Whether characters who are full-fashioned in pen and ink can ever do as well in flesh and blood may well be doubted. But it is less the characters than the characteristics of comic-strip life that make for trouble on Broadway. Plainly the chopped-up repetitions, the churning status quo that go down fine a spoonful a day in a newspaper could sadly pall as an evening-long drink on the stage. On the stage, accordingly, Li'l Abner has been swamped with plot, which not only palls but plods. Also, by never letting anyone relax, the plot robs Dogpatch of its homey, day-to-day, ferocious charm. Something extra is frequently needed.
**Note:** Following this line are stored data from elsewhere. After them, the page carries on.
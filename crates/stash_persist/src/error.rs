//! Payload decode errors

use thiserror::Error;

/// Failure to decode one part of a storage payload
///
/// These never abort a whole decode: the affected entry is skipped and the
/// error is logged.
#[derive(Debug, Clone, PartialEq, Error)]
pub enum PayloadError {
    /// Header count missing or not a number
    #[error("Invalid entry count: {0:?}")]
    InvalidCount(String),
    /// Type path does not resolve
    #[error("Unknown item type: {0}")]
    UnknownType(String),
    /// Instance id does not parse
    #[error("Invalid item id: {0:?}")]
    InvalidId(String),
    /// Extended format property count does not parse
    #[error("Invalid property count: {0:?}")]
    InvalidPropertyCount(String),
    /// Capacity value does not parse or is negative
    #[error("Invalid capacity: {0:?}")]
    InvalidCapacity(String),
    /// Unknown payload format tag
    #[error("Unknown payload format: {0:?}")]
    UnknownFormat(String),
}
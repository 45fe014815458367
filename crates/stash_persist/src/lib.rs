//! Stash Persist - Nested Container Payloads
//!
//! This crate flattens a container's contents into a string stored inside a
//! parent item's property bag, so one container can live in a slot of another.
//!
//! # Features
//!
//! - Compact `count|path|id|...` payload (ids and types only)
//! - Extended payload that keeps per-instance properties
//! - Tolerant decoding: bad entries are logged and skipped
//! - Save/restore of capacity and contents through fixed property keys
//!
//! # Example
//!
//! ```ignore
//! use stash_persist::prelude::*;
//!
//! // Save a backpack's contents into its own entry
//! save_into_entry(&backpack_container, &mut backpack_entry);
//!
//! // Later, rebuild the container from the entry
//! let overflow = restore_from_entry(&backpack_entry, &mut container, &catalog);
//! ```

pub mod error;
pub mod payload;
pub mod storage;

pub mod prelude {
    pub use crate::error::PayloadError;
    pub use crate::payload::{
        decode, deserialize, deserialize_extended, encode, serialize, serialize_extended,
        PayloadFormat,
    };
    pub use crate::storage::{
        clear_storage_payload, has_storage_payload, restore_from_entry, save_into_entry,
        save_into_entry_as, STORAGE_CAPACITY_KEY, STORAGE_DATA_KEY, STORAGE_FORMAT_KEY,
    };
}

pub use prelude::*;
//! Interaction configuration
//!
//! # Example Config File
//!
//! ```toml
//! tap_threshold = 0.25     # seconds; shorter presses are taps
//! hold_duration = 0.75     # seconds until a hold completes
//! inventory_capacity = 30.0
//! storage_capacity = 60.0
//! nested_format = "extended" # or "compact" to drop per-item properties
//! ```

use serde::{Deserialize, Serialize};
use stash_persist::PayloadFormat;
use std::path::Path;
use thiserror::Error;

/// Errors from configuration loading
#[derive(Debug, Error)]
pub enum ConfigError {
    #[error("IO error: {0}")]
    Io(#[from] std::io::Error),

    #[error("TOML parse error: {0}")]
    Parse(#[from] toml::de::Error),

    #[error("Validation error: {0}")]
    Validation(String),
}

/// Result type for configuration operations
pub type ConfigResult<T> = Result<T, ConfigError>;

/// Gesture timings and default capacities
#[derive(Debug, Clone, PartialEq, Serialize, Deserialize)]
#[serde(default)]
pub struct InteractionConfig {
    /// Presses released before this many seconds are taps
    pub tap_threshold: f32,
    /// Seconds from press until a hold completes
    pub hold_duration: f32,
    /// Player inventory capacity
    pub inventory_capacity: f32,
    /// Capacity of world containers without a saved capacity
    pub storage_capacity: f32,
    /// Encoding used when a picked-up container is captured into its entry
    ///
    /// Compact drops per-item properties, including the contents of bags
    /// nested inside the picked-up bag.
    pub nested_format: PayloadFormat,
}

impl Default for InteractionConfig {
    fn default() -> Self {
        Self {
            tap_threshold: 0.25,
            hold_duration: 0.75,
            inventory_capacity: 30.0,
            storage_capacity: 60.0,
            nested_format: PayloadFormat::Extended,
        }
    }
}

impl InteractionConfig {
    /// Parse and validate from TOML
    pub fn from_toml_str(content: &str) -> ConfigResult<Self> {
        let config: Self = toml::from_str(content)?;
        config.validate()?;
        Ok(config)
    }

    /// Load and validate from a TOML file
    pub fn load(path: impl AsRef<Path>) -> ConfigResult<Self> {
        let path = path.as_ref();
        let content = std::fs::read_to_string(path)?;
        let config = Self::from_toml_str(&content)?;
        log::info!("Loaded interaction config from {}", path.display());
        Ok(config)
    }

    /// Set gesture timings
    pub fn with_timings(mut self, tap_threshold: f32, hold_duration: f32) -> Self {
        self.tap_threshold = tap_threshold;
        self.hold_duration = hold_duration;
        self
    }

    /// Set the nested container encoding
    pub fn with_nested_format(mut self, format: PayloadFormat) -> Self {
        self.nested_format = format;
        self
    }

    /// Check value ranges
    pub fn validate(&self) -> ConfigResult<()> {
        if !(self.tap_threshold > 0.0) {
            return Err(ConfigError::Validation(format!(
                "tap_threshold must be positive, got {}",
                self.tap_threshold
            )));
        }
        if !(self.hold_duration > self.tap_threshold) {
            return Err(ConfigError::Validation(format!(
                "hold_duration ({}) must exceed tap_threshold ({})",
                self.hold_duration, self.tap_threshold
            )));
        }
        for (name, value) in [
            ("inventory_capacity", self.inventory_capacity),
            ("storage_capacity", self.storage_capacity),
        ] {
            if !(value >= 0.0) || !value.is_finite() {
                return Err(ConfigError::Validation(format!(
                    "{} must be a non-negative number, got {}",
                    name, value
                )));
            }
        }
        Ok(())
    }
}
Happily, something extra--and even, in Michael Kidd's case, extra-special--is sometimes supplied. If the Dogpatchers can be dull when they walk, they are dazzling when they run. Choreographer Kidd's Sadie Hawkins Day ballet is a wonderful matrimonial chase in which Al Capp's womenfolk become amorous Keystone Cops. In the Visigothic descent of the Dogpatchers on General Bullmoose's formal ball, Kidd has created one of the memorable shambles scenes in Broadway history. And for the show's rousingest music, Jubilation T. Cornpone, Kidd has made a packed stageful of bodies rock with movement while their voices are raised in song.
There are also some lively satirical ditties, among them an ode to conformity looking forward to when
Assembly-line women, conveyor-belt men Settle down in push-button homes.
The show is nicely cast, with Peter Palmer and Edith Adams pleasant as Li'l Abner and Daisy Mae, and Stubby Kaye and Charlotte Rae more flavorsome as Marryin' Sam and Mammy Yokum. And its best production numbers are real high points. But the distance from one high point to another is sometimes noticeably long.